Cunningham may not be cleared for work yet, but she described her life today as "much better" thanks to the efforts of THE PLAYERS Championship, Feeding Northeast Florida and her surrounding community. She summarized her experience with Daily Manny Serving Center in two words: “life saver.”


Food insecurity in Northeast Florida

According to data provided by Feeding Northeast Florida, 20 percent of Duval County’s population, and about 13 percent of St. Johns County’s population are food insecure. Meanwhile, the child food insecurity rate is 23 percent for Duval and 19 percent for St. Johns.

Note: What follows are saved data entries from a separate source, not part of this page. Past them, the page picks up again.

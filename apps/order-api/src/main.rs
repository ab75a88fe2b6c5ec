//! Order API entrypoint: tracing, config, database, HTTP server.

use std::net::SocketAddr;

use tokio::net::TcpListener;
use tracing::info;
use tracing_subscriber::EnvFilter;

use cono_core::OperationLog;
use cono_db::{Database, DbConfig};
use cono_order_api::{build_router, ApiConfig, AppState};

#[tokio::main]
async fn main() -> Result<(), Box<dyn std::error::Error>> {
    init_tracing();

    info!("Starting Cono Order API server...");

    let config = ApiConfig::load()?;
    info!(
        port = config.http_port,
        db_path = %config.database_path.display(),
        "Configuration loaded"
    );

    if let Some(parent) = config.database_path.parent() {
        std::fs::create_dir_all(parent)?;
    }

    // Pool creation runs migrations before the first request can land.
    let db = Database::new(DbConfig::new(&config.database_path)).await?;
    info!("Database ready");

    // The one operation log this process will ever have; everything that
    // records events clones this handle.
    let state = AppState::new(db, OperationLog::new());
    let app = build_router(state);

    let addr: SocketAddr = format!("0.0.0.0:{}", config.http_port).parse()?;
    let listener = TcpListener::bind(addr).await?;
    info!(%addr, "Listening");

    axum::serve(listener, app)
        .with_graceful_shutdown(shutdown_signal())
        .await?;

    info!("Server shutdown complete");
    Ok(())
}

fn init_tracing() {
    let filter = EnvFilter::try_from_default_env()
        .unwrap_or_else(|_| EnvFilter::new("info,cono=debug,sqlx=warn"));

    tracing_subscriber::fmt().with_env_filter(filter).init();
}

/// Graceful shutdown signal handler.
async fn shutdown_signal() {
    let ctrl_c = async {
        tokio::signal::ctrl_c()
            .await
            .expect("Failed to install Ctrl+C handler");
    };

    #[cfg(unix)]
    let terminate = async {
        tokio::signal::unix::signal(tokio::signal::unix::SignalKind::terminate())
            .expect("Failed to install signal handler")
            .recv()
            .await;
    };

    #[cfg(not(unix))]
    let terminate = std::future::pending::<()>();

    tokio::select! {
        _ = ctrl_c => {},
        _ = terminate => {},
    }

    info!("Shutdown signal received, starting graceful shutdown...");
}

Castillo said the numbers reflect a real problem.

“In my opinion, the food insecurity issue is nothing short of an economic problem,” Castillo said in an exclusive interview with the Recorder. “If you believe my premise that the meal gap totals $160 million in our community in terms of a budget shortfall with families, then think of the ramifications of that … In addition to that economic shortfall, the direct cost of insecurity to help is almost $800 million, which means food insecurity has almost a $1 billion impact in Northeast Florida.”

Feeding Northeast Florida distributed more than 12.5 million meals in the community in 2017, Castillo said. The nonprofit hopes to exceed last year’s totals in 2018.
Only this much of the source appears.